▼▼▼
//! Subscription manager: keeps exactly one change-feed subscription per
//! resource class open for the current identity, and none otherwise.
//!
//! Every subscription gets a forwarder task that tags its events with the
//! manager's generation. Closing bumps the generation before anything else,
//! so events still queued from old subscriptions are recognisably stale.

use std::sync::Arc;

use tokio::sync::mpsc;
use tokio::task::JoinHandle;
use tracing::{debug, error, info};

use horo_types::{
    identity::Identity,
    resource::{ChangeEvent, FeedEvent, ResourceClass},
};

use crate::events::{EventBus, RelayEvent};
use crate::feed::{ChangeFeed, FeedHandle, SubscriptionRequest};

#[derive(Debug, Clone, PartialEq)]
pub struct TaggedEvent {
    pub generation: u64,
    pub event: ChangeEvent,
}

struct ActiveSubscription {
    resource: ResourceClass,
    handle: Box<dyn FeedHandle>,
    forwarder: JoinHandle<()>,
}

pub struct SubscriptionManager {
    feed: Arc<dyn ChangeFeed>,
    bus: EventBus,
    owner: Option<Identity>,
    active: Vec<ActiveSubscription>,
    generation: u64,
    events_tx: mpsc::UnboundedSender<TaggedEvent>,
}

impl SubscriptionManager {
    /// Returns the manager and the receiver all subscriptions forward into.
    pub fn new(
        feed: Arc<dyn ChangeFeed>,
        bus: EventBus,
    ) -> (Self, mpsc::UnboundedReceiver<TaggedEvent>) {
        let (events_tx, events_rx) = mpsc::unbounded_channel();
        let manager = Self {
            feed,
            bus,
            owner: None,
            active: Vec::new(),
            generation: 0,
            events_tx,
        };
        (manager, events_rx)
    }

    pub fn owner(&self) -> Option<&Identity> {
        self.owner.as_ref()
    }

    pub fn generation(&self) -> u64 {
        self.generation
    }

    /// Whether an event came from a subscription that is still open.
    pub fn is_current(&self, tagged: &TaggedEvent) -> bool {
        tagged.generation == self.generation && self.owner.is_some()
    }

    pub fn open_resources(&self) -> Vec<ResourceClass> {
        self.active.iter().map(|sub| sub.resource).collect()
    }

    /// Close everything held for the previous identity, then open one
    /// subscription per resource class for `next`. A class whose subscribe
    /// call fails stays silent until the next identity change.
    pub async fn on_identity_changed(&mut self, next: Option<Identity>) {
        if self.owner == next {
            return;
        }
        self.close_all();

        let Some(owner) = next else {
            return;
        };
        self.owner = Some(owner.clone());

        for resource in ResourceClass::ALL {
            let request = SubscriptionRequest::for_owner(resource, &owner);
            match self.feed.subscribe(request).await {
                Ok(sub) => {
                    let forwarder =
                        forward(self.generation, resource, sub.events, self.events_tx.clone());
                    self.active.push(ActiveSubscription {
                        resource,
                        handle: sub.handle,
                        forwarder,
                    });
                    info!(%resource, user = %owner, "Subscribed to horoscope changes");
                    self.bus.send(RelayEvent::SubscriptionOpened {
                        resource,
                        identity: owner.clone(),
                    });
                }
                Err(e) => {
                    error!(%resource, user = %owner, "Failed to subscribe: {e}");
                    self.bus.send(RelayEvent::SubscriptionFailed {
                        resource,
                        reason: e.to_string(),
                    });
                }
            }
        }
    }

    /// Close every open subscription. Returns how many were closed.
    pub fn close_all(&mut self) -> usize {
        self.generation += 1;
        let owner = self.owner.take();
        let count = self.active.len();
        for mut sub in self.active.drain(..) {
            sub.handle.close();
            sub.forwarder.abort();
        }
        if count > 0 {
            if let Some(owner) = owner {
                info!(user = %owner, "Closed {count} horoscope subscriptions");
            }
            self.bus.send(RelayEvent::SubscriptionsClosed { count });
        }
        count
    }
}

impl Drop for SubscriptionManager {
    fn drop(&mut self) {
        self.close_all();
    }
}

fn forward(
    generation: u64,
    resource: ResourceClass,
    mut events: mpsc::UnboundedReceiver<FeedEvent>,
    tx: mpsc::UnboundedSender<TaggedEvent>,
) -> JoinHandle<()> {
    tokio::spawn(async move {
        while let Some(event) = events.recv().await {
            debug!(%resource, operation = %event.operation, "Change feed event");
            let tagged = TaggedEvent {
                generation,
                event: ChangeEvent::new(resource, event),
            };
            if tx.send(tagged).is_err() {
                break;
            }
        }
    })
}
▲▲▲
- _What the task requires_
Quote every line from the beginning of the entries up to and including the line that contains "events with the".

- _Written reply_
//! Subscription manager: keeps exactly one change-feed subscription per
//! resource class open for the current identity, and none otherwise.
//!
//! Every subscription gets a forwarder task that tags its events with the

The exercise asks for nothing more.